WORK TO BE COMPLETED: What is needed is a copy of each line in the listing that contains "clear".

#### DATA FOR PROCESSING ####

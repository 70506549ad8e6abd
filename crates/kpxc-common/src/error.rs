// ============================================
// File: crates/kpxc-common/src/error.rs
// ============================================
//! # Common Error Types
//!
//! ## Creation Reason
//! Validation failures of the shared identifier types.
//!
//! ## Design Philosophy
//! - `thiserror` for the definitions
//! - `kpxc-browser` wraps `CommonError` in its own error type
//! - Messages never contain key material or decrypted payloads
//!
//! ## Last Modified
//! v0.1.0 - Initial error definitions

use thiserror::Error;

// ============================================
// Result Type Alias
// ============================================

/// Common result type for operations that may fail.
pub type Result<T> = std::result::Result<T, CommonError>;

// ============================================
// CommonError
// ============================================

/// Common error types shared across the KPXC crates.
///
/// # Example
/// ```
/// use kpxc_common::error::{CommonError, Result};
///
/// fn validate_client_id(id: &str) -> Result<()> {
///     if id.is_empty() {
///         return Err(CommonError::invalid_input("client_id", "cannot be empty"));
///     }
///     Ok(())
/// }
/// assert!(validate_client_id("").is_err());
/// ```
#[derive(Error, Debug)]
pub enum CommonError {
    /// Invalid input data provided.
    #[error("Invalid input for '{field}': {reason}")]
    InvalidInput {
        /// Name of the field or parameter
        field: String,
        /// Description of what's wrong
        reason: String,
    },
}

impl CommonError {
    /// Creates an `InvalidInput` error.
    pub fn invalid_input(field: impl Into<String>, reason: impl Into<String>) -> Self {
        Self::InvalidInput {
            field: field.into(),
            reason: reason.into(),
        }
    }
}

// ============================================
// Tests
// ============================================
// ============================================
// File: crates/kpxc-browser/src/testing.rs
// ============================================
//! In-test KeePassXC stand-in.
//!
//! `FakeKeePassXc` answers envelopes the way KeePassXC does: it learns the
//! client key on `change-public-keys`, opens every request with its own
//! session key, answers from canned data and seals the answer under the
//! request nonce plus one. A `Script` bends those rules for negative tests.

use std::sync::Arc;

use parking_lot::Mutex;
use rand::rngs::StdRng;
use rand::SeedableRng;
use serde_json::Map;

use kpxc_common::ClientId;
use kpxc_core::protocol::{
    AssociateResponse, CreateNewGroupResponse, GeneratePasswordResponse, GetDatabaseGroupsResponse,
    GetDatabaseHashResponse, GetLoginsResponse, GetTotpResponse, GroupNode, GroupTree, LoginEntry,
    ResponseStatus, SetLoginResponse, TestAssociateResponse,
};
use kpxc_core::{Action, BoxPublicKey, Envelope, Identity, Nonce, RequestPayload, ResponsePayload};
use kpxc_transport::MockConnection;

pub(crate) const DATABASE_HASH: &str = "29234e32274a32276e25666a42";
pub(crate) const SERVER_VERSION: &str = "2.7.9";

/// Nonce the fake puts on its replies.
#[derive(Debug, Clone, Copy, Default, PartialEq, Eq)]
pub(crate) enum NonceMode {
    /// Request nonce plus one.
    #[default]
    Successor,
    /// The request nonce itself, payload sealed under it.
    Same,
    /// Request nonce plus two, payload sealed under it.
    SkipOne,
    /// Claims plus one, but seals under plus two.
    Mislabeled,
}

/// Deviations from clean behavior, applied to every following reply.
#[derive(Debug, Clone, Default)]
pub(crate) struct Script {
    pub nonce: NonceMode,
    pub stray_prefix: bool,
    pub locked_first: bool,
    pub deny_association: bool,
}

pub(crate) struct FakeKeePassXc {
    identity: Identity,
    pub script: Script,
    /// Registered `(association id, id key)` pairs.
    pub associations: Vec<(String, BoxPublicKey)>,
    /// Every decrypted request, in order.
    pub requests: Vec<RequestPayload>,
    /// Session key announced by the client in `change-public-keys`.
    pub client_key: Option<BoxPublicKey>,
}

impl FakeKeePassXc {
    pub fn new(seed: u64) -> Self {
        let mut rng = StdRng::seed_from_u64(seed);
        let client_id = ClientId::generate(&mut rng);
        Self {
            identity: Identity::generate(client_id, &mut rng),
            script: Script::default(),
            associations: Vec::new(),
            requests: Vec::new(),
            client_key: None,
        }
    }

    pub fn shared(seed: u64) -> Arc<Mutex<Self>> {
        Arc::new(Mutex::new(Self::new(seed)))
    }

    /// A mock connection answered by `peer`.
    pub fn connection(peer: &Arc<Mutex<Self>>) -> MockConnection {
        let peer = Arc::clone(peer);
        MockConnection::with_responder(move |frame| peer.lock().handle(frame))
    }

    pub fn public_key(&self) -> BoxPublicKey {
        *self.identity.public_key()
    }

    pub fn last_request(&self) -> Option<&RequestPayload> {
        self.requests.last()
    }

    /// Answers one request with the frames KeePassXC would write.
    pub fn handle(&mut self, raw: &[u8]) -> Vec<Vec<u8>> {
        let request = Envelope::parse(raw).expect("fake peer got a malformed envelope");
        let action = request.action().expect("fake peer got an unknown action");
        let nonce = request.require_nonce().expect("fake peer got no nonce");

        let (claimed, sealing) = match self.script.nonce {
            NonceMode::Successor => (nonce.increment(), nonce.increment()),
            NonceMode::Same => (nonce, nonce),
            NonceMode::SkipOne => (nonce.increment().increment(), nonce.increment().increment()),
            NonceMode::Mislabeled => (nonce.increment(), nonce.increment().increment()),
        };

        let reply = match action {
            Action::ChangePublicKeys => {
                let key = request.public_key.as_deref().expect("no public key");
                self.identity.set_peer_public_key(key).expect("bad client key");
                self.client_key = self.identity.peer_public_key().copied();
                let mut reply =
                    Envelope::response(action.as_str(), &claimed).with_public_key(self.identity.public_key());
                reply.success = Some("true".to_string());
                reply.version = Some(SERVER_VERSION.to_string());
                reply
            }
            Action::LockDatabase => {
                self.open_request(action, &request, &nonce);
                // Acknowledged in clear; the message is deliberately not a box.
                let mut reply = Envelope::response(action.as_str(), &claimed);
                reply.success = Some("true".to_string());
                reply.message = Some("bm90IGEgYm94".to_string());
                reply
            }
            _ => self.encrypted_reply(action, &request, &nonce, &claimed, &sealing),
        };

        let mut frames = Vec::new();
        if self.script.stray_prefix {
            frames.push(b"{}".to_vec());
        }
        if self.script.locked_first {
            frames.push(br#"{"action":"database-locked"}"#.to_vec());
        }
        frames.push(reply.to_bytes().expect("reply serializes"));
        frames
    }

    fn open_request(&mut self, action: Action, request: &Envelope, nonce: &Nonce) -> Option<RequestPayload> {
        let sealed = request.message()?;
        let plaintext = self.identity.open(nonce, sealed).ok()?;
        let payload = RequestPayload::decode(action, &plaintext).expect("undecodable request payload");
        self.requests.push(payload.clone());
        Some(payload)
    }

    fn encrypted_reply(
        &mut self,
        action: Action,
        request: &Envelope,
        nonce: &Nonce,
        claimed: &Nonce,
        sealing: &Nonce,
    ) -> Envelope {
        let Some(payload) = self.open_request(action, request, nonce) else {
            return Envelope::error_reply(action.as_str(), "Cannot decrypt message", 4);
        };
        let mut response = match self.answer(payload) {
            Ok(response) => response,
            Err((message, code)) => return Envelope::error_reply(action.as_str(), message, code),
        };

        let status = response.status_mut();
        status.success = Some("true".to_string());
        status.version = Some(SERVER_VERSION.to_string());
        status.nonce = Some(claimed.to_base64());
        status.hash = Some(DATABASE_HASH.to_string());

        let json = response.to_json().expect("response serializes");
        let mut reply = Envelope::response(action.as_str(), claimed);
        reply.message = Some(self.identity.seal(sealing, &json).expect("seal"));
        reply
    }

    fn answer(&mut self, payload: RequestPayload) -> Result<ResponsePayload, (&'static str, i64)> {
        let ok = ResponseStatus::ok;
        let response = match payload {
            RequestPayload::GetDatabaseHash(_) => GetDatabaseHashResponse::default().into(),
            RequestPayload::Associate(request) => {
                if self.script.deny_association {
                    return Err(("Action cancelled or denied", 6));
                }
                let id = format!("fake-association-{}", self.associations.len() + 1);
                self.associations.push((id.clone(), request.id_key));
                AssociateResponse {
                    status: ok(),
                    id: Some(id),
                    extra: Map::new(),
                }
                .into()
            }
            RequestPayload::TestAssociate(request) => {
                if !self.is_associated(&request.id, &request.key) {
                    return Err(("Association failed", 8));
                }
                TestAssociateResponse {
                    status: ok(),
                    id: Some(request.id),
                    extra: Map::new(),
                }
                .into()
            }
            RequestPayload::GeneratePassword(_) => GeneratePasswordResponse {
                password: Some("correct horse battery staple".to_string()),
                ..GeneratePasswordResponse::default()
            }
            .into(),
            RequestPayload::GetLogins(request) => {
                if !request.keys.iter().any(|k| self.is_associated(&k.id, &k.key)) {
                    return Err(("Association failed", 8));
                }
                let entry = LoginEntry {
                    login: "alice".to_string(),
                    name: "Example".to_string(),
                    password: "hunter2".to_string(),
                    uuid: "0b1c".to_string(),
                    ..LoginEntry::default()
                };
                GetLoginsResponse {
                    count: Some(1),
                    entries: vec![entry],
                    ..GetLoginsResponse::default()
                }
                .into()
            }
            RequestPayload::SetLogin(_) => SetLoginResponse::default().into(),
            RequestPayload::LockDatabase(_) => unreachable!("lock-database is answered in clear"),
            RequestPayload::GetDatabaseGroups(_) => {
                let web = GroupNode {
                    name: "Web".to_string(),
                    uuid: "w".to_string(),
                    ..GroupNode::default()
                };
                let root = GroupNode {
                    name: "Root".to_string(),
                    uuid: "r".to_string(),
                    children: vec![web],
                    ..GroupNode::default()
                };
                GetDatabaseGroupsResponse {
                    groups: GroupTree { groups: vec![root] },
                    ..GetDatabaseGroupsResponse::default()
                }
                .into()
            }
            RequestPayload::CreateNewGroup(request) => CreateNewGroupResponse {
                name: Some(request.group_name),
                uuid: Some("new-group".to_string()),
                ..CreateNewGroupResponse::default()
            }
            .into(),
            RequestPayload::GetTotp(request) => {
                if request.uuid == "missing" {
                    return Err(("No logins found", 15));
                }
                GetTotpResponse {
                    totp: Some("123456".to_string()),
                    ..GetTotpResponse::default()
                }
                .into()
            }
        };
        Ok(response)
    }

    fn is_associated(&self, id: &str, key: &BoxPublicKey) -> bool {
        self.associations
            .iter()
            .any(|(known_id, known_key)| known_id == id && known_key == key)
    }
}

####

EXERCISE RESULT:
                // Acknowledged in clear; the message is deliberately not a box.
            RequestPayload::LockDatabase(_) => unreachable!("lock-database is answered in clear"),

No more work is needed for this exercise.